I let $S_{10}$ be the time of the 10th failure,

$\lambda = 2$ be the rate of failure,

$N_7 = 10$ be the event that there were 10 failures by time 7.

I then write,

$E(S_{10} | N_7 = 10) = \frac{1}{P(N_7 = 10)} \int_0^{10} t f_{S_{10}}(t) dt$

where

$f_{S_{10}}(t)$ is the Gamma distribution since arrival time follows a Gamma distribution for Poisson processes.

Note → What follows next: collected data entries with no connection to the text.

//! Child processes.
//!
//! The supervisor owns the lifecycle of the board emulator, spawned with
//! its standard streams rebound to the host's pipe pair, and runs the
//! assembler on demand. Two detached threads bridge the child's pipes to a
//! [`Link`]'s queues so that protocol waits stay bounded.

use std::io::{Read, Write};
use std::path::Path;
use std::process::{Child, ChildStdin, ChildStdout, Command, ExitStatus, Stdio};
use std::sync::mpsc::{Receiver, Sender};
use std::thread;

use log::{debug, error, trace, warn};
use thiserror::Error;

use crate::link::{self, Link, Remote};

/// A convenient type alias for [`Result`](std::result::Result).
pub type Result<T, E = Error> = std::result::Result<T, E>;

/// Running board child.
///
/// Dropping the session terminates and reaps the child; any read then in
/// flight observes end-of-stream and unwinds on its own.
#[derive(Debug)]
pub struct Session {
    /// Board child process.
    child: Child,
}

impl Session {
    /// Returns the child's process ID.
    #[must_use]
    pub fn pid(&self) -> u32 {
        self.child.id()
    }
}

impl Drop for Session {
    fn drop(&mut self) {
        // Terminate and reap the board
        if let Err(err) = self.child.kill() {
            debug!("board already exited: {err}");
        }
        match self.child.wait() {
            Ok(status) => debug!("board exited: {status}"),
            Err(err) => warn!("failed to reap board: {err}"),
        }
    }
}

/// Spawns the board emulator, returning its session and host-side link.
///
/// The child's descriptors 0 and 1 become the board ends of the pipe pair.
///
/// # Errors
///
/// Errors when the child or its pipe threads cannot be started.
pub fn board(path: &Path) -> Result<(Session, Link)> {
    let mut child = Command::new(path)
        .stdin(Stdio::piped())
        .stdout(Stdio::piped())
        .spawn()
        .map_err(Error::Spawn)?;
    debug!("spawned board: `{}` (pid {})", path.display(), child.id());

    let stdin = child.stdin.take().ok_or(Error::Pipes)?;
    let stdout = child.stdout.take().ok_or(Error::Pipes)?;

    // Bridge the pipes to the link's queues
    let (link, Remote { rx, tx }) = link::pair();
    thread::Builder::new()
        .name("board-tx".to_string())
        .spawn(move || writer(stdin, &rx))
        .map_err(Error::Thread)?;
    thread::Builder::new()
        .name("board-rx".to_string())
        .spawn(move || reader(stdout, &tx))
        .map_err(Error::Thread)?;

    Ok((Session { child }, link))
}

/// Drains the outbound queue into the child's stdin.
fn writer(mut stdin: ChildStdin, rx: &Receiver<Vec<u8>>) {
    while let Ok(chunk) = rx.recv() {
        if let Err(err) = stdin.write_all(&chunk).and_then(|()| stdin.flush()) {
            error!("pipe write error: {err}");
            break;
        }
        trace!("wrote {} bytes", chunk.len());
    }
    // Link gone or board gone; dropping stdin signals end-of-stream
}

/// Pumps the child's stdout into the inbound queue.
fn reader(mut stdout: ChildStdout, tx: &Sender<Vec<u8>>) {
    let mut buf = [0; 4096];
    loop {
        match stdout.read(&mut buf) {
            // End-of-stream: board exited
            Ok(0) => break,
            Ok(count) => {
                trace!("read {count} bytes");
                if tx.send(buf[..count].to_vec()).is_err() {
                    break;
                }
            }
            Err(err) => {
                error!("pipe read error: {err}");
                break;
            }
        }
    }
}

/// Runs the assembler over a source file, producing a listing at `out`.
///
/// Waits for the assembler to exit. On success the captured output is
/// returned for the caller to surface; on a non-zero exit it rides along in
/// the error instead.
///
/// # Errors
///
/// Errors when the assembler cannot be run or exits unsuccessfully.
pub fn assemble(bin: &Path, source: &Path, out: &Path) -> Result<String> {
    let output = Command::new(bin)
        .arg("-lk")
        .arg(out)
        .arg(source)
        .stdin(Stdio::null())
        .output()
        .map_err(Error::Spawn)?;

    // Fold both streams into one transcript
    let mut log = String::from_utf8_lossy(&output.stdout).into_owned();
    log.push_str(&String::from_utf8_lossy(&output.stderr));

    if output.status.success() {
        debug!("assembled `{}` into `{}`", source.display(), out.display());
        Ok(log)
    } else {
        Err(Error::Assemble {
            status: output.status,
            log,
        })
    }
}

/// An error caused by supervising a child process.
#[derive(Debug, Error)]
pub enum Error {
    /// Child could not be spawned.
    #[error("failed to spawn child")]
    Spawn(#[source] std::io::Error),
    /// Child was spawned without its pipe pair.
    #[error("child is missing its pipes")]
    Pipes,
    /// Pipe thread could not be started.
    #[error("failed to start pipe thread")]
    Thread(#[source] std::io::Error),
    /// Assembler exited unsuccessfully.
    #[error("assembler failed ({status}): {log}")]
    Assemble {
        /// The assembler's exit status.
        status: ExitStatus,
        /// Captured assembler output.
        log: String,
    },
}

EDIT: This gives me 15.0121. But everything is in days so I know the 10th arrival can't be on day 15.

Answer 1

Let $\{N(t):t\geqslant0\}$ be a Poisson process with rate $\lambda=2$. Let $T_0=0$ and define the jump times by $$T_{n+1}=\inf\{t>T_n: N(t)>N(T_n)\}.$$ Conditioned on $\{N(7)=10\}$, the joint distribution of the order statistics $\left(T_{(1)}, T_{(2)},\ldots, T_{(10)}\right)$ is the same as that of $\left(U_{(1)},U_{(2)},\ldots,U_{(10)}\right)$ where $U_1,\ldots, U_{10}\stackrel{\mathsf{i.i.d.}}\sim \mathsf{Unif}(0,7)$. The distribution $\tau$ of the $10^{\mathsf{th}}$ failure is given by \begin{align} \mathbb P(\tau \leqslant t) &= \mathbb P\left(\bigcap_{j=1}^{10} \{U_j\leqslant t\}\right)\\ &= \prod_{j=1}^{10}\mathbb P(U_j\leqslant t)\\ &= \mathbb P(U_1\leqslant t)^{10}\\ &= \left(\frac t7\right)^{10},\quad 0\leqslant t\leqslant 7. \end{align} The expected time of the last failure is then $$ \int_0^7\mathbb P(\tau>t)\ \mathsf dt = \int_0^7 \left(1-\left(\frac t7\right)^{10}\right)\ \mathsf dt = \frac{70}{11}\approx 6.36364. \\ $$ It follows that the last failure occurred approximately in the first half of the $7^{\mathsf{th}}$ day.